In the weeks and months to come, Ukraine will, of course, find a more sympathetic audience as it bids for EU membership and fights for its right to be invited to NATO without Putin’s approval. But it’s important to be clear that Ukraine’s qualifications to join these communities do not come from Putin’s invasion. They come from the democratic transformations that prompted the invasion. Putin invoked the worst-case scenario because he is desperately losing Ukraine. Other sources of leverage Russia has successfully used in the past — political, economic, energy, cultural and religious efforts to pull Ukraine into its orbit — lost much of their power in the course of Putin’s eight years of war against Ukraine. The only real card he had left to play was the military one. In fact, I can’t exclude the possibility that Putin decided to play this card now because he understands that in five or 10 years — given Ukraine’s cooperation with NATO members on modernizing its armed forces, given the slow, but real democratic transformations making the country more resilient — his military leverage will become even less significant. Putin’s invasion should be seen as his recognition of Ukraine’s achievements — the same achievements that qualify it to join the community of European democracies.

Right now, facing the large-scale Russian invasion, what we expect from the world is large-scale punishment for Russia and large-scale support for Ukraine. Ukrainians are grateful for the decisive actions taken recently by the U.S., the EU, NATO and G-7, but it remains the case that most of those actions should have been taken in the past eight years, after Putin’s illegal annexation of Crimea.

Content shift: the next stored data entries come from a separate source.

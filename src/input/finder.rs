// SPDX-License-Identifier: Apache-2.0

use glob::{Pattern, glob};
use std::collections::HashSet;
use std::path::PathBuf;
use tracing::debug;

use crate::error::{Error, Result};

/// Resolves include globs to regular files, minus anything an exclude glob matches.
#[derive(Debug, Clone)]
pub struct FileFinder {
    include: Vec<String>,
    exclude: Vec<Pattern>,
}

impl FileFinder {
    /// Patterns are validated here so a bad glob is reported at startup
    /// rather than on the first scan.
    pub fn new(include: Vec<String>, exclude: Vec<String>) -> Result<Self> {
        for pattern in &include {
            Pattern::new(pattern)
                .map_err(|e| Error::InvalidGlob(format!("{}: {}", pattern, e)))?;
        }
        let exclude = exclude
            .iter()
            .map(|p| Pattern::new(p).map_err(|e| Error::InvalidGlob(format!("{}: {}", p, e))))
            .collect::<Result<Vec<_>>>()?;

        Ok(Self { include, exclude })
    }

    /// Matching files in pattern order, each path once. Matching nothing is
    /// not an error. Entries that cannot be inspected are skipped.
    pub fn find_files(&self) -> Result<Vec<PathBuf>> {
        let mut seen = HashSet::new();
        let mut paths = Vec::new();

        for pattern in &self.include {
            let matches = glob(pattern).map_err(|e| Error::InvalidGlob(e.to_string()))?;

            for entry in matches {
                let path = match entry {
                    Ok(path) => path,
                    Err(e) => {
                        debug!(path = ?e.path(), error = %e.error(), "Skipping unreadable glob entry");
                        continue;
                    }
                };

                if !path.is_file() {
                    continue;
                }
                if self.exclude.iter().any(|p| p.matches_path(&path)) {
                    continue;
                }
                if seen.insert(path.clone()) {
                    paths.push(path);
                }
            }
        }

        Ok(paths)
    }
}
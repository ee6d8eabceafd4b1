// SPDX-License-Identifier: Apache-2.0

use std::time::Duration;
use tokio::task::JoinSet;
use tokio::time::{Instant, timeout_at};
use tracing::error;

use crate::error::BoxError;

pub type TaskSet = JoinSet<Result<(), BoxError>>;

/// Resolves when any task finishes, with that task's result.
pub async fn wait_for_any_task(tasks: &mut TaskSet) -> Result<(), BoxError> {
    match tasks.join_next().await {
        None => std::future::pending().await,
        Some(res) => res?,
    }
}

pub async fn wait_for_tasks_with_timeout(
    tasks: &mut TaskSet,
    timeout: Duration,
) -> Result<(), BoxError> {
    wait_for_tasks_with_deadline(tasks, Instant::now() + timeout).await
}

/// Wait for every task, keeping the last error. Tasks still running at the
/// deadline are left in the set.
pub async fn wait_for_tasks_with_deadline(
    tasks: &mut TaskSet,
    stop_at: Instant,
) -> Result<(), BoxError> {
    let mut result = Ok(());
    loop {
        match timeout_at(stop_at, tasks.join_next()).await {
            Err(_) => {
                result = Err("timed out waiting for tasks to complete".into());
                break;
            }
            Ok(None) => break,
            Ok(Some(Ok(Ok(())))) => {}
            Ok(Some(Ok(Err(e)))) => result = Err(e),
            Ok(Some(Err(e))) => {
                error!(error = %e, "Failed to join with task");
                result = Err(e.into());
            }
        }
    }
    result
}

#[cfg(test)]
mod tests {
    use super::*;

    #[tokio::test]
    async fn test_any_task_returns_first_result() {
        let mut tasks = TaskSet::new();
        tasks.spawn(async { Err::<(), BoxError>("boom".into()) });
        tasks.spawn(std::future::pending());

        let err = wait_for_any_task(&mut tasks).await.unwrap_err();
        assert_eq!(err.to_string(), "boom");
    }

    #[tokio::test]
    async fn test_deadline_reports_timeout() {
        let mut tasks = TaskSet::new();
        tasks.spawn(async { Ok(()) });
        tasks.spawn(std::future::pending());

        let res = wait_for_tasks_with_timeout(&mut tasks, Duration::from_millis(20)).await;
        assert!(res.is_err());
        assert_eq!(tasks.len(), 1);
    }

    #[tokio::test]
    async fn test_collects_errors() {
        let mut tasks = TaskSet::new();
        tasks.spawn(async { Ok(()) });
        tasks.spawn(async { Err::<(), BoxError>("late failure".into()) });

        let res = wait_for_tasks_with_timeout(&mut tasks, Duration::from_secs(5)).await;
        assert_eq!(res.unwrap_err().to_string(), "late failure");
    }
}
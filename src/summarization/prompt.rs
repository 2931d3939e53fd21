//! Blog-explainer prompt template.

/// Template sent to the chat model. `{context}` receives the retrieved chunks and
/// `{question}` the retrieval question (the whole paper, see [`crate::processing::query`]).
pub const BLOG_PROMPT_TEMPLATE: &str = "
You are an expert science communicator. Based on the content of the research paper below, write a blog-style explainer suitable for a non-expert audience.

Follow this format:

Title: (Make it catchy and easy to understand)

1. The Problem
- What problem does the paper address?
- Why is it important?

2. The Approach
- What method or idea is proposed?
- How does it work in simple terms?

3. Key Takeaways
- What are the key findings?
- How can this be useful?

Write in a conversational tone, use analogies, and avoid technical jargon. The goal is to help general readers understand and appreciate the research.

Context: {context}
Research Paper Text: {question}

Generate a blog-style summary below:
";

const CONTEXT_PLACEHOLDER: &str = "{context}";
const QUESTION_PLACEHOLDER: &str = "{question}";

/// Joiner placed between retrieved chunks inside `{context}`.
pub const CONTEXT_SEPARATOR: &str = "\n\n";

/// Fill the blog template.
///
/// Substitution is a single left-to-right pass over the template, so braces that happen to
/// appear inside the paper text are copied through untouched.
pub fn render_blog_prompt(context: &str, question: &str) -> String {
    let mut rendered =
        String::with_capacity(BLOG_PROMPT_TEMPLATE.len() + context.len() + question.len());
    let mut rest = BLOG_PROMPT_TEMPLATE;
    while let Some(open) = rest.find('{') {
        rendered.push_str(&rest[..open]);
        let tail = &rest[open..];
        if let Some(after) = tail.strip_prefix(CONTEXT_PLACEHOLDER) {
            rendered.push_str(context);
            rest = after;
        } else if let Some(after) = tail.strip_prefix(QUESTION_PLACEHOLDER) {
            rendered.push_str(question);
            rest = after;
        } else {
            rendered.push('{');
            rest = &tail[1..];
        }
    }
    rendered.push_str(rest);
    rendered
}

There is still a long, urgent to-do list. This list is well-known in world capitals; I will just underline that Ukrainians want to see steps like an oil and gas embargo for Russia, effective execution of the freeze on Russia’s Central Bank, full-scale disconnection from SWIFT, a true ban on high-tech exports, further flight restrictions and freezes on new visas to Russian citizens. In short, this time Putin’s Russia has indeed to pay with blood and money.

There should be, if not a traditional no-fly zone over Ukraine (we understand NATO’s fear of direct military confrontation) a creative equivalent along the lines of a humanitarian no-fly zone. Short of direct engagement, NATO should urgently strengthen Ukraine’s air capabilities with advanced air defense systems and fighter jets, as well as provide weaponry for territorial defense forces, ammunition, artillery, drones. Ukraine also seeks expanded macro-financial assistance to its economy, a temporary payments freeze for existing Ukrainian debts and more humanitarian and medical assistance.

Finally, the EU should approve Ukraine’s bid for membership, which would put to rest any of Putin’s illusions about returning Ukraine to Russia’s sphere of influence.



As a think tanker, I am trained to see nuance. But with Putin’s unprovoked and unjustified invasion, we’ve moved to a black and white picture, without any shades of gray. Ukraine has become an unambiguous symbol for everything that democratic Europe stands for.

Ukrainians have proved many times in our history, and are proving again now, that they can fight hard. But this week, and in the weeks to come, Ukrainians are also proving that they can dream big. We can only hope that the West will start fighting hard and dreaming big with us — not about delaying defeat, but about winning this war.